One thing missing is a specification of the probability measure, or a class of probability measures, for "random integer" and "random polynomial". Also implicitly missing, although not explicitly mentioned, is either a mathematical or a practical model of computation.

If you choose any particular probability distribution on polynomials with integer coefficients, then for any $\epsilon$ there are particular integers $m$ so that the probability of two of the polynomials agreeing at $m$ is less than $\epsilon$. As an example, if you consider any set of polynomials whose coefficients are chosen with any probability measure on integers between -1,000,000 to +1,000,000, then the value for $n = 2,000,001$ is definitive. This may not help you with your actual problem, because computing the value when $n = 2,000,000$ may involve computation with integers of greater than than machine precision, depending on the degree and the machine. If it's a polynomial of degree 10, it's probably better to compute its value on all integers between -5 and 5, rather than one integer of size 2000000; but there are many possible strategies for computation, and this gets into a different set of issues.

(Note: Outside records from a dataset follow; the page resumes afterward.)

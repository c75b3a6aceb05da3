use std::fs;
use std::io::ErrorKind;
use std::path::Path;
use std::time::Duration;

use anyhow::{Context, Result};
use reqwest::Url;
use serde::{Deserialize, Serialize};

/// Soft-AP address the device serves its setup pages on
pub const DEFAULT_DEVICE_URL: &str = "http://192.168.4.1/";

pub const STATUS_PATH: &str = "info.json";
pub const UPLOAD_PATH: &str = "/ota";
pub const RESTART_PATH: &str = "/restart";

#[derive(Debug, Clone, PartialEq, Eq, Serialize, Deserialize)]
#[serde(default)]
pub struct ConsoleConfig {
    // Device endpoints
    pub device_url: String,
    pub status_path: String,
    pub upload_path: String,
    pub restart_path: String,

    // Request timeouts, 0 = wait forever
    pub status_timeout_secs: u64,
    pub upload_timeout_secs: u64,
}

impl Default for ConsoleConfig {
    fn default() -> Self {
        Self {
            device_url: DEFAULT_DEVICE_URL.to_string(),
            status_path: STATUS_PATH.to_string(),
            upload_path: UPLOAD_PATH.to_string(),
            restart_path: RESTART_PATH.to_string(),
            status_timeout_secs: 5,
            upload_timeout_secs: 120,
        }
    }
}

impl ConsoleConfig {
    /// Device base URL, with a scheme and a trailing slash so relative paths
    /// like `info.json` resolve under it.
    pub fn base_url(&self) -> Result<Url> {
        let mut raw = self.device_url.trim().to_string();
        if !raw.contains("://") {
            raw = format!("http://{}", raw);
        }
        if !raw.ends_with('/') {
            raw.push('/');
        }
        Url::parse(&raw).with_context(|| format!("Invalid device URL '{}'", self.device_url))
    }

    pub fn status_timeout(&self) -> Option<Duration> {
        timeout_from_secs(self.status_timeout_secs)
    }

    pub fn upload_timeout(&self) -> Option<Duration> {
        timeout_from_secs(self.upload_timeout_secs)
    }

    pub fn save(&self, path: &Path) -> Result<()> {
        let json = serde_json::to_string_pretty(self)?;
        fs::write(path, json).with_context(|| format!("Failed to write {}", path.display()))?;
        log::info!("Configuration saved to {}", path.display());
        Ok(())
    }
}

fn timeout_from_secs(secs: u64) -> Option<Duration> {
    (secs > 0).then(|| Duration::from_secs(secs))
}

/// Load the config file if there is one, falling back to defaults.
pub fn load_or_default(path: Option<&Path>) -> Result<ConsoleConfig> {
    let Some(path) = path else {
        log::debug!("No config file given, using defaults");
        return Ok(ConsoleConfig::default());
    };

    match load_from_file(path) {
        Ok(config) => {
            log::info!("Loaded configuration from {}", path.display());
            Ok(config)
        }
        Err(e) => {
            let missing = e
                .downcast_ref::<std::io::Error>()
                .is_some_and(|io| io.kind() == ErrorKind::NotFound);
            if missing {
                log::info!("Config file {} not found, using defaults", path.display());
            } else {
                log::warn!("Failed to load config from {}: {:?}, using defaults", path.display(), e);
            }
            Ok(ConsoleConfig::default())
        }
    }
}

fn load_from_file(path: &Path) -> Result<ConsoleConfig> {
    let data = fs::read(path)?;
    let config: ConsoleConfig = serde_json::from_slice(&data)?;
    Ok(config)
}

#[cfg(test)]
mod tests {
    use super::*;

    #[test]
    fn test_defaults() {
        let config = ConsoleConfig::default();
        assert_eq!(config.status_path, "info.json");
        assert_eq!(config.upload_path, "/ota");
        assert_eq!(config.status_timeout(), Some(Duration::from_secs(5)));
        assert_eq!(config.upload_timeout(), Some(Duration::from_secs(120)));
    }

    #[test]
    fn test_zero_timeout_disables() {
        let config = ConsoleConfig {
            upload_timeout_secs: 0,
            ..Default::default()
        };
        assert_eq!(config.upload_timeout(), None);
    }

    #[test]
    fn test_base_url_normalization() {
        let mut config = ConsoleConfig {
            device_url: "10.0.0.7".to_string(),
            ..Default::default()
        };
        assert_eq!(config.base_url().unwrap().as_str(), "http://10.0.0.7/");

        config.device_url = "http://clock.local/setup".to_string();
        let base = config.base_url().unwrap();
        assert_eq!(base.as_str(), "http://clock.local/setup/");
        assert_eq!(base.join("info.json").unwrap().as_str(), "http://clock.local/setup/info.json");
        assert_eq!(base.join("/ota").unwrap().as_str(), "http://clock.local/ota");

        config.device_url = "http://[::1".to_string();
        assert!(config.base_url().is_err());
    }

    #[test]
    fn test_missing_file_gives_defaults() {
        let dir = tempfile::tempdir().unwrap();
        let config = load_or_default(Some(&dir.path().join("nope.json"))).unwrap();
        assert_eq!(config, ConsoleConfig::default());
    }

    #[test]
    fn test_partial_file_keeps_other_defaults() {
        let dir = tempfile::tempdir().unwrap();
        let path = dir.path().join("console.json");
        fs::write(&path, r#"{"device_url":"http://10.1.1.1/","upload_timeout_secs":0}"#).unwrap();

        let config = load_or_default(Some(&path)).unwrap();
        assert_eq!(config.device_url, "http://10.1.1.1/");
        assert_eq!(config.upload_timeout(), None);
        assert_eq!(config.status_path, "info.json");
    }

    #[test]
    fn test_malformed_file_gives_defaults() {
        let dir = tempfile::tempdir().unwrap();
        let path = dir.path().join("console.json");
        fs::write(&path, "not json").unwrap();
        assert_eq!(load_or_default(Some(&path)).unwrap(), ConsoleConfig::default());
    }

    #[test]
    fn test_save_round_trip() {
        let dir = tempfile::tempdir().unwrap();
        let path = dir.path().join("console.json");
        let config = ConsoleConfig {
            device_url: "http://clock.local/".to_string(),
            ..Default::default()
        };
        config.save(&path).unwrap();
        assert_eq!(load_or_default(Some(&path)).unwrap(), config);
    }
}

For a probability measure that does not have finite support, you can't usually determine identity of the polynomial with absolute certainty from value at a particular integer, but it can still be made as nearly certain as you like.

Similarly, the value on any real number chosen from a distribution with no atoms, or the value on a single known-to-be transcendental real, is definitive --- but computation up to machine precision might or might not tell you equality.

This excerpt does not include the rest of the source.